I have said before and I will say it again, "When a patient goes to a doctor, they should walk out of his/her office feeling great about themselves; not like poo!"

Have you had a FREE T3 and FREE T4 lab test lately?

Dr. Mercola (FREES)
http://www.mercola.com/article/hypothyroid/diagnosis_comp.htm

Free T3 and Free T4 are the only accurate measurement of the actual active thyroid hormone levels in the body. This is the hormone that is actually free and exerting effect on the cells. These are the thyroid hormones that count.


----------



## webster2 (May 19, 2011)

I am so sorry this happened to you. I had a very similar experience. If you do put your location, maybe someone will PM you with a compassionate doctor's name. Hopefully the doctor you see on the 8th will listen and be helpful.

Hang in there.


----------



## Lovlkn (Dec 20, 2009)

wuselino1412,

Do you have any recent labs you could share? With ranges?

Half the battle is getting to normal labs -


----------



## wuselino1412 (Dec 24, 2010)

thank you everyone! i had my lab work done in november and on the 8th is my next appointment to have my blood work done (free t3 and free t4 included). I will request a copy and post them here. I dont have a copy of the one that was taken in november. 
BTW i live in swflorida and this guys name is luna. i guess it stands for lunatic


----------



## Sandbar (Nov 6, 2012)

Much sympathies to you! The worst dr visit I ever had was similar. Years ago when I was first hypothyroid but didn't know it I felt pressure in my throat and also had stomach pains. I went to this doc who proceeded to tell me over and over how fat I was. I kept saying yet I know but I'm here for these specific complaints. Finally I got up said the appointment was over and walked out. I cried in the car too - I felt so humiliated. In hindsight the guy was such an idiot - I'm even fatter now, I can only imagine what he'd say today but now that I've got Graves I'm better at getting angry.


----------



## webster2 (May 19, 2011)

Sandbar said:


> but now that I've got Graves I'm better at getting angry.


Love this!

I am much heavier than I used to be. I have yet to have a dose that losing weight has been easy. I am not sure if age or post-menopause has anything to do with it but now that the thyroid/ Graves has been dealt with, my goal is to be fit. Thin would be nice but I am not going to sweat it.
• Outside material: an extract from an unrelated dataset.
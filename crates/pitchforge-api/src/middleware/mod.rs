//! HTTP middleware.

pub mod cors;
Best to all of you, this is not an easy battle.


----------



## Andros (Aug 26, 2009)

wuselino1412 said:


> thank you everyone! i had my lab work done in november and on the 8th is my next appointment to have my blood work done (free t3 and free t4 included). I will request a copy and post them here. I dont have a copy of the one that was taken in november.
> BTW i live in swflorida and this guys name is luna. i guess it stands for lunatic


Try this; Our Ga. group is awesome when it comes to the good, bad and the ugly!
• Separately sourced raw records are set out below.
//! Drives an ingestion through the fixed step sequence.
//!
//! The run record is persisted after every step transition, so a drive that
//! is interrupted can be replayed: steps that already succeeded are skipped
//! and progress never moves backwards.

use std::sync::Arc;

use serde_json::Value;
use tracing::{debug, info, trace, warn};

use pitchforge_core::config::pipeline::{FailurePolicy, PipelineConfig};
use pitchforge_core::error::AppError;
use pitchforge_core::result::AppResult;
use pitchforge_core::traits::blob::BlobStore;
use pitchforge_entity::{IngestionRequest, PipelineRun, RunStatus, Step, StepName, StepStatus};

use super::generator::{ContentGenerator, StepContext};
use super::repository::RunRepository;
use crate::offload::OffloadManager;

/// Runs ingestion pipelines.
#[derive(Debug, Clone)]
pub struct PipelineOrchestrator {
    runs: RunRepository,
    blobs: Arc<dyn BlobStore>,
    offload: Arc<OffloadManager>,
    generator: Arc<dyn ContentGenerator>,
    config: PipelineConfig,
}

impl PipelineOrchestrator {
    /// Create an orchestrator.
    pub fn new(
        runs: RunRepository,
        blobs: Arc<dyn BlobStore>,
        offload: Arc<OffloadManager>,
        generator: Arc<dyn ContentGenerator>,
        config: PipelineConfig,
    ) -> Self {
        Self {
            runs,
            blobs,
            offload,
            generator,
            config,
        }
    }

    /// The run repository.
    pub fn runs(&self) -> &RunRepository {
        &self.runs
    }

    /// Failure policy of `step`. `preprocess` aborts unless overridden; every
    /// other step substitutes.
    pub fn policy_for(&self, step: StepName) -> FailurePolicy {
        if let Some(policy) = self.config.on_failure.get(step.as_str()) {
            return *policy;
        }
        match step {
            StepName::Preprocess => FailurePolicy::Abort,
            _ => FailurePolicy::Substitute,
        }
    }

    /// Drive the run of `request` to completion.
    ///
    /// A run that already succeeded is returned unchanged. An error means the
    /// drive stopped early. The run then stays resumable and its `error`
    /// field names the cause. The error kind is the one of the failing step.
    pub async fn execute(&self, request: &IngestionRequest) -> AppResult<PipelineRun> {
        let mut run = match self.runs.get(request.run_id).await? {
            Some(run) => run,
            None => PipelineRun::new(request.run_id, request.project_id.clone()),
        };

        if run.status == RunStatus::Succeeded {
            debug!(run_id = %run.id, "Run already succeeded, nothing to replay");
            return Ok(run);
        }

        run.reopen();
        self.runs.save(&run).await?;
        info!(run_id = %run.id, progress = run.progress, "Pipeline drive started");

        for name in StepName::SEQUENCE {
            if step_of(&mut run, name)?.status == StepStatus::Succeeded {
                debug!(run_id = %run.id, step = %name, "Step already succeeded, skipping");
                continue;
            }
            self.run_step(&mut run, request, name).await?;
        }

        run.advance_progress();
        run.finish(RunStatus::Succeeded, None);
        self.runs.save(&run).await?;
        info!(
            run_id = %run.id,
            step_failures = run.step_failures,
            "Pipeline run succeeded"
        );
        Ok(run)
    }

    /// Execute one step of `run` and persist the outcome.
    ///
    /// A failure is either absorbed with a substitute output or returned,
    /// depending on the step's policy and the run's failure budget.
    pub async fn run_step(
        &self,
        run: &mut PipelineRun,
        request: &IngestionRequest,
        name: StepName,
    ) -> AppResult<()> {
        let context = StepContext::new(request.clone(), run.outputs());
        step_of(run, name)?.start();
        self.runs.save(run).await?;
        debug!(run_id = %run.id, step = %name, "Step started");

        let outcome = match name {
            StepName::Preprocess => self.preprocess(request).await,
            other => self.generator.generate(other, &context).await,
        };

        let error = match outcome {
            Ok(output) => {
                step_of(run, name)?.succeed(output);
                run.advance_progress();
                self.runs.save(run).await?;
                debug!(run_id = %run.id, step = %name, progress = run.progress, "Step succeeded");
                return Ok(());
            }
            Err(error) => error,
        };

        run.step_failures += 1;
        let policy = self.policy_for(name);
        let substitute = match policy {
            FailurePolicy::Substitute => Some(self.generator.substitute(name, &context)),
            FailurePolicy::Abort => None,
        };
        step_of(run, name)?.fail(error.to_string(), substitute);
        run.advance_progress();

        let stop = if policy == FailurePolicy::Abort {
            Some(AppError::new(error.kind, format!("step {name} failed: {}", error.message)))
        } else if run.step_failures >= self.config.max_step_failures {
            Some(AppError::step(format!(
                "run reached {} step failures, last in {name}: {}",
                run.step_failures, error.message
            )))
        } else {
            None
        };

        match stop {
            Some(stop) => {
                run.error = Some(stop.to_string());
                self.runs.save(run).await?;
                warn!(run_id = %run.id, step = %name, error = %stop, "Pipeline drive stopped");
                Err(stop)
            }
            None => {
                self.runs.save(run).await?;
                warn!(
                    run_id = %run.id,
                    step = %name,
                    error = %error,
                    "Step failed, continuing with substitute output"
                );
                Ok(())
            }
        }
    }

    async fn preprocess(&self, request: &IngestionRequest) -> AppResult<Value> {
        let data = self.blobs.read(&request.blob_key).await?;
        let run_id = request.run_id;
        let extraction = self
            .offload
            .process_job(&data, request.extraction_kind(), move |percent| {
                trace!(run_id = %run_id, percent, "Extraction progress");
            })
            .await?;
        Ok(serde_json::to_value(&extraction)?)
    }
}

fn step_of(run: &mut PipelineRun, name: StepName) -> AppResult<&mut Step> {
    let run_id = run.id;
    run.step_mut(name)
        .ok_or_else(|| AppError::internal(format!("run {run_id} has no {name} step")))
}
http://health.groups.yahoo.com/group/Florida_Thyroid_Groups/


----------



## HotGrandma (Sep 21, 2012)

Been There Done That Hate That:

Gonna admit the Graves took over. I wrote the Dr. that I had a problem with and demanded my money back on the grounds that he had a listening deficiet and didn't address the reasons listed that warranted the appointment and time scheduled. Since you have insurance I would cc the insurance company. Further by not listening and diagnoising my symptoms placed my health in imminate danger thereby if a refund was not received within 10 days I intended to pursue any and all otions available to secure my position that that Dr.deserved sanctions or legal actions by the licensing board and insurance commissions. Not to mention BBB or google reviews.

It was fun writing that letter and researching how to get his attention.
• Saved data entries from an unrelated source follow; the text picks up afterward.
impl BatchSummary {
    /// Summary of a pass that did not run.
    pub fn skipped(elapsed: Duration) -> Self {
        Self {
            skipped: true,
            processing_time_ms: elapsed.as_millis() as u64,
            ..Default::default()
        }
    }

    fn absorb(&mut self, outcome: JobOutcome) {
        if !matches!(outcome, JobOutcome::ClaimFailed(_)) {
            self.processed += 1;
        }
        match outcome {
            JobOutcome::Succeeded => self.successful += 1,
            JobOutcome::Retried(failure) => {
                self.failed += 1;
                self.retried += 1;
                self.errors.push(failure);
            }
            JobOutcome::DeadLettered(failure) => {
                self.failed += 1;
                self.dead_letter += 1;
                self.errors.push(failure);
            }
            JobOutcome::Unrecorded(failure) => {
                self.failed += 1;
                self.errors.push(failure);
            }
            JobOutcome::ClaimFailed(failure) => self.errors.push(failure),
        }
    }
}

/// Result of a cleanup sweep.
#[derive(Debug, Clone, Default, Serialize, Deserialize)]
#[serde(rename_all = "camelCase")]
pub struct CleanupSummary {
    /// Whether the sweep was skipped because the lock was held elsewhere.
    pub skipped: bool,
    /// What the sweep removed.
    #[serde(flatten)]
    pub report: CleanupReport,
}

enum JobOutcome {
    Succeeded,
    Retried(JobFailure),
    DeadLettered(JobFailure),
    /// The failure could not be written back to the queue.
    Unrecorded(JobFailure),
    /// No job was claimed because the queue could not be read.
    ClaimFailed(JobFailure),
}

/// Claims queued jobs and drives them through the pipeline.
#[derive(Debug, Clone)]
pub struct BatchProcessor {
    queue: JobQueue,
    lock: DistributedLock,
    orchestrator: Arc<PipelineOrchestrator>,
    metrics: Arc<MetricsReporter>,
    config: QueueConfig,
}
I received a check for my full payment of $240.00 and a letter of apology but also trying to cover his behind.

Just a thought. But we are customers and have a right to receive the proper service they are paid for on our behalf. You wouldn't pay for a Big Mac if it was missing the meat would you? Or pay for groceries that the checker droped on the floor that broke open and you didn't get? No. Stand up and if nothing else let the Graves Roar. It Feels Good. Happy New Year.


----------



## Andros (Aug 26, 2009)

Sandbar said:


> Much sympathies to you! The worst dr visit I ever had was similar. Years ago when I was first hypothyroid but didn't know it I felt pressure in my throat and also had stomach pains. I went to this doc who proceeded to tell me over and over how fat I was. I kept saying yet I know but I'm here for these specific complaints. Finally I got up said the appointment was over and walked out. I cried in the car too - I felt so humiliated. In hindsight the guy was such an idiot - I'm even fatter now, I can only imagine what he'd say today but now that I've got Graves I'm better at getting angry.


I could not get on track with my weight until I got rid of the thyroid and got on Armour. I was on Synthroid for years but alas; I was not converting and was still unable to lose wieght.

Now I am at my ideal weight and that was not easy. I had to diet faithfully 7 days a week and work out at the gym very very hard. I do the same to maintain. I have maintained for a good 12 years now. Don't gain an ounce, don't lose an ounce and that is fine by me.

So...................don't give up. There are many areas in which we are able to offer help and support through personal experience.


----------



## StormFinch (Nov 16, 2012)

HotGrandma said:


> Been There Done That Hate That:
> 
> Gonna admit the Graves took over. I wrote the Dr. that I had a problem with and demanded my money back on the grounds that he had a listening deficiet and didn't address the reasons listed that warranted the appointment and time scheduled. Since you have insurance I would cc the insurance company. Further by not listening and diagnoising my symptoms placed my health in imminate danger thereby if a refund was not received within 10 days I intended to pursue any and all otions available to secure my position that that Dr.deserved sanctions or legal actions by the licensing board and insurance commissions. Not to mention BBB or google reviews.
> 
> ...


ROFL! OmG, I LOVE this! You go HotGrandma!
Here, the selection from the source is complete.